• _WORK TASK_: Copy out, from the data below, each line in which the word "RelayServer" occurs.

• _MATERIALS PROVIDED_:
——————

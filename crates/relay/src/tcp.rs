//! TCP-Listener – Bindet Socket, akzeptiert Verbindungen
//!
//! Der `RelayServer` bindet einen TCP-Socket und startet fuer jede
//! eingehende Verbindung einen eigenen tokio-Task: optional TLS, dann der
//! WebSocket-Handshake, dann die `ClientConnection`.
//!
//! ## Shutdown
//! Ein einziger `CancellationToken` beendet die Accept-Loop. Jede Verbindung
//! haelt ein Kind-Token davon und schliesst sich selbst mit Close-Frame.

use std::net::SocketAddr;
use std::sync::Arc;
use std::time::Duration;
use tokio::io::{AsyncRead, AsyncWrite};
use tokio::net::{TcpListener, TcpStream};
use tokio::task::JoinSet;
use tokio_tungstenite::tungstenite::protocol::WebSocketConfig;
use tokio_rustls::TlsAcceptor;
use tokio_util::sync::CancellationToken;

use crate::connection::ClientConnection;
use crate::server_state::RelayState;

/// Wie lange der Shutdown auf offene Verbindungen wartet
const SHUTDOWN_WARTEZEIT: Duration = Duration::from_secs(5);

/// Zeit fuer TLS- und WebSocket-Handshake zusammen
const HANDSHAKE_TIMEOUT: Duration = Duration::from_secs(10);

/// WebSocket-Relay-Server
pub struct RelayServer {
    state: Arc<RelayState>,
    bind_addr: SocketAddr,
    tls: Option<TlsAcceptor>,
}

impl RelayServer {
    /// Erstellt einen neuen RelayServer ohne TLS
    pub fn neu(state: Arc<RelayState>, bind_addr: SocketAddr) -> Self {
        Self {
            state,
            bind_addr,
            tls: None,
        }
    }

    /// Aktiviert TLS vor dem WebSocket-Handshake
    pub fn mit_tls(mut self, acceptor: TlsAcceptor) -> Self {
        self.tls = Some(acceptor);
        self
    }

    /// Bindet den Listener und akzeptiert Verbindungen bis `shutdown`
    pub async fn starten(self, shutdown: CancellationToken) -> std::io::Result<()> {
        let listener = TcpListener::bind(self.bind_addr).await?;
        self.annehmen(listener, shutdown).await
    }

    /// Accept-Loop auf einem bereits gebundenen Listener
    pub async fn annehmen(
        self,
        listener: TcpListener,
        shutdown: CancellationToken,
    ) -> std::io::Result<()> {
        let lokale_addr = listener.local_addr()?;
        tracing::info!(
            adresse = %lokale_addr,
            tls = self.tls.is_some(),
            "Relay-Server gestartet"
        );

        let mut verbindungen = JoinSet::new();

        loop {
            tokio::select! {
                // Neue eingehende Verbindung
                result = listener.accept() => {
                    match result {
                        Ok((stream, peer_addr)) => {
                            tracing::debug!(peer = %peer_addr, "Verbindung akzeptiert");
                            verbindungen.spawn(verbindung_behandeln(
                                Arc::clone(&self.state),
                                stream,
                                peer_addr,
                                self.tls.clone(),
                                shutdown.clone(),
                            ));
                        }
                        Err(e) => {
                            tracing::error!(fehler = %e, "TCP-Accept-Fehler");
                            tokio::time::sleep(Duration::from_millis(10)).await;
                        }
                    }
                }

                // Beendete Verbindungs-Tasks einsammeln
                Some(_) = verbindungen.join_next(), if !verbindungen.is_empty() => {}

                // Shutdown-Signal
                _ = shutdown.cancelled() => {
                    tracing::info!("Relay-Server: Shutdown-Signal empfangen");
                    break;
                }
            }
        }

        drop(listener);
        let offen = verbindungen.len();
        let alle_beendet = tokio::time::timeout(SHUTDOWN_WARTEZEIT, async {
            while verbindungen.join_next().await.is_some() {}
        })
        .await;
        if alle_beendet.is_err() {
            tracing::warn!(offen, "Nicht alle Verbindungen rechtzeitig beendet");
            verbindungen.abort_all();
        }

        tracing::info!("Relay-Server gestoppt");
        Ok(())
    }

    /// Gibt die Bind-Adresse zurueck
    pub fn bind_addr(&self) -> SocketAddr {
        self.bind_addr
    }
}

async fn verbindung_behandeln(
    state: Arc<RelayState>,
    stream: TcpStream,
    peer_addr: SocketAddr,
    tls: Option<TlsAcceptor>,
    shutdown: CancellationToken,
) {
    let Some(acceptor) = tls else {
        return websocket_behandeln(state, stream, peer_addr, shutdown).await;
    };

    match tokio::time::timeout(HANDSHAKE_TIMEOUT, acceptor.accept(stream)).await {
        Ok(Ok(tls_stream)) => websocket_behandeln(state, tls_stream, peer_addr, shutdown).await,
        Ok(Err(e)) => {
            tracing::warn!(peer = %peer_addr, fehler = %e, "TLS-Handshake fehlgeschlagen");
        }
        Err(_) => {
            tracing::warn!(peer = %peer_addr, "TLS-Handshake Zeitueberschreitung");
        }
    }
}

/// WebSocket-Limits aus der Relay-Konfiguration
///
/// Zu grosse Nachrichten werden schon beim Lesen abgewiesen, bevor sie
/// gepuffert werden.
fn websocket_config(max_frame_bytes: usize) -> WebSocketConfig {
    let mut config = WebSocketConfig::default();
    config.max_message_size = Some(max_frame_bytes);
    config.max_frame_size = Some(max_frame_bytes);
    config
}

async fn websocket_behandeln<S>(
    state: Arc<RelayState>,
    stream: S,
    peer_addr: SocketAddr,
    shutdown: CancellationToken,
) where
    S: AsyncRead + AsyncWrite + Unpin,
{
    let config = websocket_config(state.config.max_frame_bytes);
    let handshake = tokio_tungstenite::accept_async_with_config(stream, Some(config));

    match tokio::time::timeout(HANDSHAKE_TIMEOUT, handshake).await {
        Ok(Ok(ws)) => {
            ClientConnection::neu(state, peer_addr)
                .verarbeiten(ws, shutdown)
                .await
        }
        Ok(Err(e)) => {
            tracing::debug!(peer = %peer_addr, fehler = %e, "WebSocket-Handshake fehlgeschlagen");
        }
        Err(_) => {
            tracing::debug!(peer = %peer_addr, "WebSocket-Handshake Zeitueberschreitung");
        }
    }
}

——————

• _ANSWER TO THIS TASK_:
//! Der `RelayServer` bindet einen TCP-Socket und startet fuer jede
pub struct RelayServer {
impl RelayServer {
    /// Erstellt einen neuen RelayServer ohne TLS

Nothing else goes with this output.